“The man of action has the present, but the thinker controls the future.” – Oliver Wendell Holmes Jr.
I begin with the sober ending from Roger Kimball’s, Raymond Aron & the power of ideas (The New Criterion). Mr. Kimball ends with a lengthy quotation from an essay by Irving Kristol called “On Capitalism and the Democratic Idea” (1973): “For two centuries, the very important people who managed the affairs of this society could not believe in the importance of ideas—until one day they were shocked to discover that their children, having been captured and shaped by certain ideas, were either rebelling against their authority or seceding from their society. The truth is that ideas are all-important.”
Kristol continues, “The massive and seemingly solid institutions of any society—the economic institutions, the political institutions, the religious institutions—are always at the mercy of the ideas in the heads of the people who populate these institutions. The leverage of ideas is so immense that a slight change in the intellectual climate can and will—perhaps slowly but nevertheless inexorably—twist a familiar institution into an unrecognizable shape.” As we approach this essay’s fiftieth anniversary, it is a pity that many important people still dismiss the importance of ideas.
Another ending is instructive here. In the excellent Oliver Wendell Holmes: A Life in War, Law, and Ideas Stephen Budiansky ends thus, “In another speech at Harvard, which Holmes delivered on “The Profession of the Law” in 1886, he had spoken of the loneliness of original work, the “black gulf of solitude more isolating than that which surrounds the dying man,” but whose reward is “the secret isolated joy of the thinker, who knows that, a hundred years after he is dead and forgotten, men who never heard of him will be moving to the measure of his thought.” This timely reminder from a dead but never forgotten man (for we still move to the measure of his thoughts) suggests that, to dismiss the importance of ideas, is to invite disaster.
All “practical” issues of life involve philosophy, how we answer the big questions, the chief one being: What does it mean to be human? But, important as our individual answers may be, it is our collective answer to this (and other questions) that affects everything from wait times in the A&E to the price we pay for goods and services. It may be tempting to think that there are a mind-boggling number of worldviews (and slump into the asinine: “True for you but not true for me”). But, at bottom, there are two. Beneath the multitude of options, we ultimately chose between two schools of thought: “Did God say?” (Genesis 3) and “For what does the scripture say?” (Romans 4:3); or, as Christ put it, “It is written” (Luke 4:4,8).

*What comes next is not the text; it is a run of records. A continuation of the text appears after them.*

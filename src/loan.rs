use chrono::{Months, NaiveDate};
use serde::{Deserialize, Serialize};

use crate::decimal::{Money, Rate};
use crate::errors::{CreditError, Result};
use crate::payments::{compute_emi, LoanSummary};
use crate::types::{CustomerId, LoanHistory, LoanId, LoanStatus};

/// loan terms before origination
#[derive(Debug, Clone, PartialEq, Serialize, Deserialize)]
pub struct NewLoan {
    pub customer_id: CustomerId,
    pub loan_amount: Money,
    /// annual percentage on the wire
    #[serde(with = "crate::decimal::percentage")]
    pub interest_rate: Rate,
    #[serde(rename = "tenure")]
    pub tenure_months: u32,
    pub start_date: NaiveDate,
    /// carried over when importing historical loans
    #[serde(default)]
    pub emis_paid_on_time: u32,
}

impl NewLoan {
    pub fn builder() -> LoanBuilder {
        LoanBuilder::new()
    }
}

/// originated loan
///
/// The monthly payment and end date are fixed at origination. The on-time EMI
/// counter is the only field that changes afterwards and never exceeds the tenure.
#[derive(Debug, Clone, PartialEq, Serialize, Deserialize)]
pub struct Loan {
    loan_id: LoanId,
    customer_id: CustomerId,
    loan_amount: Money,
    tenure_months: u32,
    #[serde(with = "crate::decimal::percentage")]
    interest_rate: Rate,
    monthly_payment: Money,
    emis_paid_on_time: u32,
    start_date: NaiveDate,
    end_date: NaiveDate,
}

impl Loan {
    /// compute the EMI and end date and originate the loan
    pub fn originate(loan_id: LoanId, terms: &NewLoan) -> Result<Self> {
        if terms.emis_paid_on_time > terms.tenure_months {
            return Err(CreditError::validation(
                "emis_paid_on_time",
                format!(
                    "{} exceeds tenure of {} months",
                    terms.emis_paid_on_time, terms.tenure_months
                ),
            ));
        }

        let monthly_payment = compute_emi(terms.loan_amount, terms.interest_rate, terms.tenure_months)?;
        // summary figures multiply the EMI by the tenure
        if monthly_payment.checked_mul(terms.tenure_months).is_none() {
            return Err(CreditError::CalculationError {
                message: format!("repayment total for {} overflows", terms.loan_amount),
            });
        }
        let end_date = end_date_for(terms.start_date, terms.tenure_months)?;

        Ok(Self {
            loan_id,
            customer_id: terms.customer_id,
            loan_amount: terms.loan_amount,
            tenure_months: terms.tenure_months,
            interest_rate: terms.interest_rate,
            monthly_payment,
            emis_paid_on_time: terms.emis_paid_on_time,
            start_date: terms.start_date,
            end_date,
        })
    }

    pub fn loan_id(&self) -> LoanId {
        self.loan_id
    }

    pub fn customer_id(&self) -> CustomerId {
        self.customer_id
    }

    pub fn loan_amount(&self) -> Money {
        self.loan_amount
    }

    pub fn tenure_months(&self) -> u32 {
        self.tenure_months
    }

    pub fn interest_rate(&self) -> Rate {
        self.interest_rate
    }

    pub fn monthly_payment(&self) -> Money {
        self.monthly_payment
    }

    pub fn emis_paid_on_time(&self) -> u32 {
        self.emis_paid_on_time
    }

    pub fn start_date(&self) -> NaiveDate {
        self.start_date
    }

    pub fn end_date(&self) -> NaiveDate {
        self.end_date
    }

    /// count one more EMI paid on schedule
    pub fn record_on_time_emi(&mut self) -> Result<u32> {
        if self.emis_paid_on_time >= self.tenure_months {
            return Err(CreditError::validation(
                "emis_paid_on_time",
                format!("all {} EMIs already recorded", self.tenure_months),
            ));
        }
        self.emis_paid_on_time += 1;
        Ok(self.emis_paid_on_time)
    }

    pub fn summary(&self) -> LoanSummary {
        LoanSummary::new(
            self.loan_amount,
            self.monthly_payment,
            self.tenure_months,
            self.emis_paid_on_time,
        )
    }

    pub fn status(&self, today: NaiveDate) -> LoanStatus {
        LoanStatus::as_of(self.end_date, today)
    }

    pub fn history(&self) -> LoanHistory {
        LoanHistory::new(self.loan_amount, self.tenure_months, self.emis_paid_on_time)
    }
}

impl From<&Loan> for LoanHistory {
    fn from(loan: &Loan) -> Self {
        loan.history()
    }
}

/// start date plus whole calendar months, clamped to the last day of the month
pub fn end_date_for(start_date: NaiveDate, tenure_months: u32) -> Result<NaiveDate> {
    start_date
        .checked_add_months(Months::new(tenure_months))
        .ok_or(CreditError::InvalidDate {
            message: format!("{} plus {} months is out of range", start_date, tenure_months),
        })
}

/// builder for loan terms
#[derive(Debug, Default)]
pub struct LoanBuilder {
    customer_id: Option<CustomerId>,
    amount: Option<Money>,
    rate: Option<Rate>,
    tenure_months: Option<u32>,
    start_date: Option<NaiveDate>,
    emis_paid_on_time: u32,
}

impl LoanBuilder {
    pub fn new() -> Self {
        Self::default()
    }

    pub fn customer_id(mut self, customer_id: CustomerId) -> Self {
        self.customer_id = Some(customer_id);
        self
    }

    pub fn amount(mut self, amount: Money) -> Self {
        self.amount = Some(amount);
        self
    }

    pub fn rate(mut self, rate: Rate) -> Self {
        self.rate = Some(rate);
        self
    }

    pub fn tenure_months(mut self, months: u32) -> Self {
        self.tenure_months = Some(months);
        self
    }

    pub fn start_date(mut self, date: NaiveDate) -> Self {
        self.start_date = Some(date);
        self
    }

    pub fn emis_paid_on_time(mut self, count: u32) -> Self {
        self.emis_paid_on_time = count;
        self
    }

    pub fn build(self) -> Result<NewLoan> {
        Ok(NewLoan {
            customer_id: self
                .customer_id
                .ok_or_else(|| CreditError::validation("customer_id", "required"))?,
            loan_amount: self
                .amount
                .ok_or_else(|| CreditError::validation("loan_amount", "required"))?,
            interest_rate: self
                .rate
                .ok_or_else(|| CreditError::validation("interest_rate", "required"))?,
            tenure_months: self
                .tenure_months
                .ok_or_else(|| CreditError::validation("tenure", "required"))?,
            start_date: self
                .start_date
                .ok_or_else(|| CreditError::validation("start_date", "required"))?,
            emis_paid_on_time: self.emis_paid_on_time,
        })
    }
}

The first is an opiate for the people, the latter is, according to Marx, “the opium of the people.” The Opium of the Intellectuals says Kimball, is a title that “is an inversion of Marx’s contemptuous [aforementioned] remark.” Another opiate is naturalism. In the twentieth anniversary issue of Philosophia Christi, Angus Menuge says naturalism is “the most insidious and pervasive [worldview] in the academy.” (And what is pervasive in Academe eventually trickles, nay gushes, into the wider society.) But he also points out that “naturalism cannot present itself as the rational, “scientific” worldview because it discredits the reliability of reason.”
As Kimball notes, “Enlightened thinking [never mind how pompous it sounds] tends to be superficial thinking because its critical armory is deployed against every faith except its faith in the power of reason.” Variations of this argument against naturalism have appeared in Philosophia Christi over the years, all building on the basic idea presented by C.S. Lewis in Miracles: “All possible knowledge, then, depends on the validity of reasoning. […] ‘If my mental processes are determined wholly by the motions of atoms in my brain, I have no reason to suppose that my beliefs are true … and hence I have no reason for supposing my brain to be composed of atoms.’”
And therein lies the rub. The default setting of this world (especially the Sophisticates), “leaves no room for the acts of knowing or insight on which the whole value of our thinking, as a means to truth, depends.” So that, and in keeping with our two main schools of thought, the culture (with devastating consequences) parrots the question that snake Pilate posed in John 18:38, “What is truth”? Once Truth (capital ‘T’) is abandoned then refutation is no longer an option (and so, the next event in John's narrative is the Crucifixion). To dismiss Truth is to crucify Christ. No more cryptic parables, God speaks clearly.
Once Truth is crucified we need an intellectual detox, an epistemic humbling of epic proportions is now in order. So that, until we acknowledge reason has been permanently tarnished by the Fall, until we submit to the transforming power of the mind of Christ (Romans 12:2) we will never get a glimpse of what a renewed mind looks like; of what being an image bearer means. I do not know much, but this much I know, only Christ can stop this intellectual and moral rot; the death, disorder, and destruction that accompanies certain ideologies that are, at bottom, a subset of our default setting: “Did God say?”
Little wonder Paul chose “God’s foolishness”, “Christ crucified, a stumbling block to Jews and foolishness to Gentiles” over lofty words. Little wonder it is written “God’s foolishness is wiser than human wisdom.”